A second plant was obtained from the Winthrop-Sterling company in 1983 in the Pallini region of Athens, while a third plant was added in VIANEX’s roster in 1985.

In 1995, developments and the growth of the over-the-counter (O.T.C.) sector led to VIANEX S.A. founding VIAN S.A., in order to distribute its O.T.C. pharmaceutical and non-pharmaceutical products.

The company’s expansion in various sectors of the pharmaceutical industry called for a fourth plant in 1999, this time in the industrial area of Patras, focusing on the manufacture of certain antibiotics. In 2006, VIANEX established a Research & Development spin-off company, ELDRUG S.A., which bases its work on the research findings of the University of Patras and on the University’s technical expertise.

In 2011, VIANEX became an approved supplier by the World Health Organization.

In 2019, VIANEX acquired Pharmanel pharmaceutical company.

==Products==
The commercial portfolio of Vianex encompasses several distinct product categories, ranging from regulated pharmaceutical compounds to consumer healthcare goods. The primary segment consists of prescription-only medications (RX), which are classified across diverse therapeutic areas. These include treatments for chronic and acute conditions within gastroenterology, oncology, neurology, psychiatry, and urology, alongside specialized therapies for hypertension, cholesterol management, dermatological disorders, and osteoporosis. Furthermore, this regulated category comprises clinical supplies such as antibiotics, vaccines, systemic anti-inflammatories, blood derivatives, and targeted products for asthma and ophthalmic care.

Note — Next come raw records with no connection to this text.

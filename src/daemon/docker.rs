use super::{DaemonAuth, ImageDaemon};
use crate::{blocking::BlockingRuntime, error::*};
use bollard::{
    auth::DockerCredentials,
    errors::Error as BollardError,
    image::{CreateImageOptions, RemoveImageOptions},
    models::CreateImageInfo,
    Docker,
};
use futures::{Stream, StreamExt};

/// [`ImageDaemon`] talking to dockerd through [bollard](https://docs.rs/bollard)
pub struct DockerDaemon {
    docker: Docker,
    rt: BlockingRuntime,
}

impl DockerDaemon {
    /// Connect with the settings of the environment and negotiate the API version
    pub fn connect() -> Result<Self> {
        let construction = |e: BollardError| Error::Construction(format!("docker daemon: {}", e));
        let rt = BlockingRuntime::new()?;
        let docker = {
            let _guard = rt.enter()?;
            Docker::connect_with_defaults().map_err(construction)?
        };
        let docker =
            rt.block_on(async { docker.negotiate_version().await.map_err(construction) })?;
        log::info!("Connected to docker daemon");
        Ok(DockerDaemon { docker, rt })
    }
}

impl ImageDaemon for DockerDaemon {
    fn pull_image(&self, reference: &str, auth: Option<&DaemonAuth>) -> Result<()> {
        let options = CreateImageOptions {
            from_image: reference.to_string(),
            ..Default::default()
        };
        // bollard encodes these into the base64 `X-Registry-Auth` header
        let credentials = auth.map(|auth| DockerCredentials {
            username: Some(auth.username.clone()),
            password: Some(auth.password.clone()),
            serveraddress: Some(auth.server_address.clone()),
            ..Default::default()
        });
        log::info!("Pull {} with docker daemon", reference);
        self.rt.block_on(drain(
            reference,
            self.docker.create_image(Some(options), None, credentials),
        ))
    }

    fn remove_image(&self, id: &str) -> Result<()> {
        let options = RemoveImageOptions {
            force: true,
            noprune: false,
        };
        log::info!("Remove {} with docker daemon", id);
        let deleted = self.rt.block_on(async {
            self.docker
                .remove_image(id, Some(options), None)
                .await
                .map_err(from_bollard)
        })?;
        log::debug!("{} entries removed for {}", deleted.len(), id);
        Ok(())
    }
}

/// Consume the progress stream of a pull
///
/// The pull is only complete once the stream is exhausted. An item carrying an
/// error fails the pull, and the stream is dropped with the connection under it.
async fn drain<S>(reference: &str, stream: S) -> Result<()>
where
    S: Stream<Item = std::result::Result<CreateImageInfo, BollardError>>,
{
    let mut stream = Box::pin(stream);
    while let Some(info) = stream.next().await {
        let info = info.map_err(from_bollard)?;
        if let Some(error) = info.error {
            return Err(from_bollard(BollardError::DockerStreamError { error }));
        }
        if let Some(status) = info.status {
            log::debug!("{}: {}", reference, status);
        }
    }
    Ok(())
}

fn from_bollard(e: BollardError) -> Error {
    match e {
        BollardError::DockerResponseServerError {
            status_code: 404,
            message,
        } => Error::NotFound(message),
        BollardError::DockerResponseServerError {
            status_code: 401 | 403,
            message,
        } => Error::Auth(message),
        BollardError::DockerResponseServerError { message, .. }
        | BollardError::DockerStreamError { error: message }
            if is_auth_failure(&message) =>
        {
            Error::Auth(message)
        }
        e => Error::Daemon(e),
    }
}

/// dockerd reports registry authorization failures as 500 or in-stream errors
fn is_auth_failure(message: &str) -> bool {
    let message = message.to_ascii_lowercase();
    message.contains("unauthorized")
        || message.contains("pull access denied")
        || message.contains("authentication required")
}

#[cfg(test)]
mod tests {
    use super::*;
    use futures::stream;
    use std::cell::Cell;

    #[test]
    fn error_mapping() {
        let e = from_bollard(BollardError::DockerResponseServerError {
            status_code: 404,
            message: "No such image: ubuntu:latest".to_string(),
        });
        assert!(matches!(e, Error::NotFound(_)));

        let e = from_bollard(BollardError::DockerResponseServerError {
            status_code: 500,
            message: "Head \"https://registry.example.com/v2/app/manifests/latest\": unauthorized: authentication required".to_string(),
        });
        assert!(matches!(e, Error::Auth(_)));

        let e = from_bollard(BollardError::DockerStreamError {
            error: "pull access denied for private/app".to_string(),
        });
        assert!(matches!(e, Error::Auth(_)));

        let e = from_bollard(BollardError::DockerResponseServerError {
            status_code: 500,
            message: "driver failed".to_string(),
        });
        assert!(matches!(e, Error::Daemon(_)));
    }

    fn status(status: &str) -> std::result::Result<CreateImageInfo, BollardError> {
        Ok(CreateImageInfo {
            status: Some(status.to_string()),
            ..Default::default()
        })
    }

    #[tokio::test]
    async fn drain_consumes_every_item() -> Result<()> {
        let consumed = Cell::new(0);
        let items = vec![
            status("Pulling from library/busybox"),
            status("Pulling fs layer"),
            status("Download complete"),
            status("Digest: sha256:3fbc632167424a6d997e74f52b878d7cc478225cffac6bc977eedfe51c7f4e79"),
            status("Status: Downloaded newer image for busybox:latest"),
        ];
        let total = items.len();
        let stream = stream::iter(items).inspect(|_| consumed.set(consumed.get() + 1));
        drain("docker.io/library/busybox:latest", stream).await?;
        assert_eq!(consumed.get(), total);
        Ok(())
    }

    #[tokio::test]
    async fn drain_fails_on_error_item() {
        let items = vec![
            status("Pulling from private/app"),
            Ok(CreateImageInfo {
                error: Some("pull access denied for private/app, repository does not exist or may require 'docker login'".to_string()),
                ..Default::default()
            }),
            status("never read"),
        ];
        let res = drain("docker.io/private/app:latest", stream::iter(items)).await;
        assert!(matches!(res, Err(Error::Auth(_))));

        let items = vec![
            status("Pulling fs layer"),
            Ok(CreateImageInfo {
                error: Some("failed to register layer: no space left on device".to_string()),
                ..Default::default()
            }),
        ];
        let res = drain("docker.io/library/busybox:latest", stream::iter(items)).await;
        assert!(matches!(
            res,
            Err(Error::Daemon(BollardError::DockerStreamError { .. }))
        ));
    }

    #[tokio::test]
    async fn drain_propagates_transport_error() {
        let items = vec![
            status("Pulling fs layer"),
            Err(BollardError::DockerResponseServerError {
                status_code: 404,
                message: "manifest for busybox:nope not found".to_string(),
            }),
        ];
        let res = drain("docker.io/library/busybox:nope", stream::iter(items)).await;
        assert!(matches!(res, Err(Error::NotFound(_))));

        let items = vec![Err(BollardError::RequestTimeoutError)];
        let res = drain("docker.io/library/busybox:latest", stream::iter(items)).await;
        assert!(matches!(res, Err(Error::Daemon(_))));
    }

    #[tokio::test]
    async fn connect_from_current_thread_runtime() {
        assert!(matches!(DockerDaemon::connect(), Err(Error::AsyncContext)));
    }

    //
    // Following tests need a running docker daemon.
    // These tests are ignored by default.
    //

    #[test]
    #[ignore]
    fn pull_and_remove() -> Result<()> {
        let daemon = DockerDaemon::connect()?;
        daemon.pull_image("docker.io/library/busybox:latest", None)?;
        daemon.remove_image("docker.io/library/busybox:latest")?;
        assert!(matches!(
            daemon.remove_image("docker.io/library/busybox:latest"),
            Err(Error::NotFound(_))
        ));
        Ok(())
    }
}
use crate::error::*;
use regex::Regex;
use std::fmt;

/// Repository path inside a registry, e.g. `library/ubuntu`
///
/// The name must satisfy the following regular expression in [OCI distribution spec 1.1.0](https://github.com/opencontainers/distribution-spec/blob/v1.1.0/spec.md):
///
/// ```regex
/// [a-z0-9]+((\.|_|__|-+)[a-z0-9]+)*(\/[a-z0-9]+((\.|_|__|-+)[a-z0-9]+)*)*
/// ```
#[derive(Debug, Clone, PartialEq, Eq, Hash)]
pub struct Name(String);

impl std::ops::Deref for Name {
    type Target = str;
    fn deref(&self) -> &str {
        &self.0
    }
}

impl fmt::Display for Name {
    fn fmt(&self, f: &mut fmt::Formatter<'_>) -> fmt::Result {
        write!(f, "{}", self.0)
    }
}

lazy_static::lazy_static! {
    static ref NAME_RE: Regex = Regex::new(r"^[a-z0-9]+((\.|_|__|-+)[a-z0-9]+)*(/[a-z0-9]+((\.|_|__|-+)[a-z0-9]+)*)*$").unwrap();
}

impl Name {
    pub fn as_str(&self) -> &str {
        &self.0
    }

    pub fn new(name: &str) -> Result<Self> {
        if NAME_RE.is_match(name) {
            Ok(Name(name.to_string()))
        } else {
            Err(Error::InvalidName(name.to_string()))
        }
    }
}
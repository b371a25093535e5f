use crate::{auth::Credential, error::*};
use serde::Deserialize;
use url::Url;

/// WWW-Authenticate challenge
///
/// ```
/// use regclient::distribution::AuthChallenge;
///
/// let auth = AuthChallenge::from_header(
///   r#"Bearer realm="https://ghcr.io/token",service="ghcr.io",scope="repository:example/app:pull""#,
/// ).unwrap();
///
/// assert_eq!(auth, AuthChallenge::Bearer {
///   realm: "https://ghcr.io/token".to_string(),
///   service: Some("ghcr.io".to_string()),
///   scope: Some("repository:example/app:pull".to_string()),
/// });
/// ```
#[derive(Debug, Clone, PartialEq, Eq)]
pub enum AuthChallenge {
    Basic,
    Bearer {
        realm: String,
        service: Option<String>,
        scope: Option<String>,
    },
}

impl AuthChallenge {
    pub fn from_header(header: &str) -> Result<Self> {
        let err = || Error::UnsupportedAuthHeader(header.to_string());
        let (ty, params) = header.trim().split_once(' ').unwrap_or((header.trim(), ""));
        if ty.eq_ignore_ascii_case("basic") {
            return Ok(AuthChallenge::Basic);
        }
        if !ty.eq_ignore_ascii_case("bearer") {
            return Err(err());
        }

        let mut realm = None;
        let mut service = None;
        let mut scope = None;
        for param in split_params(params) {
            let (key, value) = param.split_once('=').ok_or_else(err)?;
            let value = value.trim().trim_matches('"').to_string();
            match key.trim() {
                "realm" => realm = Some(value),
                "service" => service = Some(value),
                "scope" => scope = Some(value),
                _ => continue,
            }
        }
        Ok(AuthChallenge::Bearer {
            realm: realm.ok_or_else(err)?,
            service,
            scope,
        })
    }

    /// Value of the `Authorization` header answering this challenge
    pub fn authorize(
        &self,
        agent: &ureq::Agent,
        credential: Option<&Credential>,
    ) -> Result<String> {
        match self {
            AuthChallenge::Basic => match credential {
                Some(credential) => Ok(format!("Basic {}", credential.encode())),
                None => Err(Error::Auth(
                    "registry requires credentials, none configured".to_string(),
                )),
            },
            AuthChallenge::Bearer {
                realm,
                service,
                scope,
            } => {
                let mut url = Url::parse(realm)?;
                {
                    let mut query = url.query_pairs_mut();
                    if let Some(service) = service {
                        query.append_pair("service", service);
                    }
                    if let Some(scope) = scope {
                        query.append_pair("scope", scope);
                    }
                }
                log::info!("GET {}", url);
                let mut req = agent.get(url.as_str()).set("Accept", "application/json");
                if let Some(credential) = credential {
                    req = req.set("Authorization", &format!("Basic {}", credential.encode()));
                }
                match req.call() {
                    Ok(res) => {
                        let token = res.into_json::<Token>()?;
                        token
                            .token
                            .or(token.access_token)
                            .map(|token| format!("Bearer {}", token))
                            .ok_or_else(|| Error::Auth(format!("no token in response of {}", url)))
                    }
                    Err(ureq::Error::Status(..)) => Err(Error::Auth(url.to_string())),
                    Err(ureq::Error::Transport(e)) => Err(Error::Network(e.into())),
                }
            }
        }
    }
}

/// Split `k1="v1",k2="a,b"` on commas outside of quotes
fn split_params(params: &str) -> Vec<&str> {
    let mut out = Vec::new();
    let mut quoted = false;
    let mut start = 0;
    for (i, c) in params.char_indices() {
        match c {
            '"' => quoted = !quoted,
            ',' if !quoted => {
                out.push(&params[start..i]);
                start = i + 1;
            }
            _ => {}
        }
    }
    out.push(&params[start..]);
    out.into_iter().filter(|p| !p.trim().is_empty()).collect()
}

#[derive(Deserialize)]
struct Token {
    #[serde(default)]
    token: Option<String>,
    #[serde(default)]
    access_token: Option<String>,
}

#[cfg(test)]
mod tests {
    use super::*;

    #[test]
    fn basic_challenge() {
        assert_eq!(
            AuthChallenge::from_header(r#"Basic realm="Registry Realm""#).unwrap(),
            AuthChallenge::Basic
        );
    }

    #[test]
    fn scope_with_comma() {
        let challenge = AuthChallenge::from_header(
            r#"Bearer realm="https://auth.docker.io/token",service="registry.docker.io",scope="repository:library/ubuntu:pull,push""#,
        )
        .unwrap();
        assert_eq!(
            challenge,
            AuthChallenge::Bearer {
                realm: "https://auth.docker.io/token".to_string(),
                service: Some("registry.docker.io".to_string()),
                scope: Some("repository:library/ubuntu:pull,push".to_string()),
            }
        );
    }

    #[test]
    fn catalog_challenge_without_scope() {
        let challenge =
            AuthChallenge::from_header(r#"Bearer realm="http://localhost/token""#).unwrap();
        assert!(matches!(
            challenge,
            AuthChallenge::Bearer { service: None, scope: None, .. }
        ));
    }

    #[test]
    fn unsupported() {
        assert!(AuthChallenge::from_header("Digest realm=\"x\"").is_err());
        assert!(AuthChallenge::from_header("Bearer service=\"x\"").is_err());
    }

    #[test]
    fn basic_without_credential() {
        let agent = ureq::Agent::new();
        assert!(matches!(
            AuthChallenge::Basic.authorize(&agent, None),
            Err(Error::Auth(_))
        ));
        let credential = Credential::new("user", "pass");
        assert_eq!(
            AuthChallenge::Basic
                .authorize(&agent, Some(&credential))
                .unwrap(),
            "Basic dXNlcjpwYXNz"
        );
    }
}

In addition to prescription drugs, Vianex distributes over-the-counter (OTC) non-prescription medicines, primarily focusing on general analgesics and topical or systemic antiseptics. The healthcare lineup is further diversified through non-pharmaceutical sectors, which include nutritional supplements and infant nutrition formulations designed to meet specific dietary requirements. Finally, the company maintains operations in the medical diagnostics field and markets a dedicated line of consumer cosmetics, with a primary focus on specialized skincare and dermatological hygiene products.